WHAT TO PRODUCE: Return, from the data that follows, each line that holds the word "formatters".

_ _ _ _ _

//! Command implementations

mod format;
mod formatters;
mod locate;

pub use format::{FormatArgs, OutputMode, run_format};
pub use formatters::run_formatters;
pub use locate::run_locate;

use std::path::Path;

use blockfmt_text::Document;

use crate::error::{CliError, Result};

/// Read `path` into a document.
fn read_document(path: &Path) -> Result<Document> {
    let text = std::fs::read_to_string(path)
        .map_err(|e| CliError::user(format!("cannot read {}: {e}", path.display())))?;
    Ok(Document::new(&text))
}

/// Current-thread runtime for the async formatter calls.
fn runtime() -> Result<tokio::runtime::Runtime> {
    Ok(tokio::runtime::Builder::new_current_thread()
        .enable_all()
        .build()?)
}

_ _ _ _ _

SOLUTION:
mod formatters;
pub use formatters::run_formatters;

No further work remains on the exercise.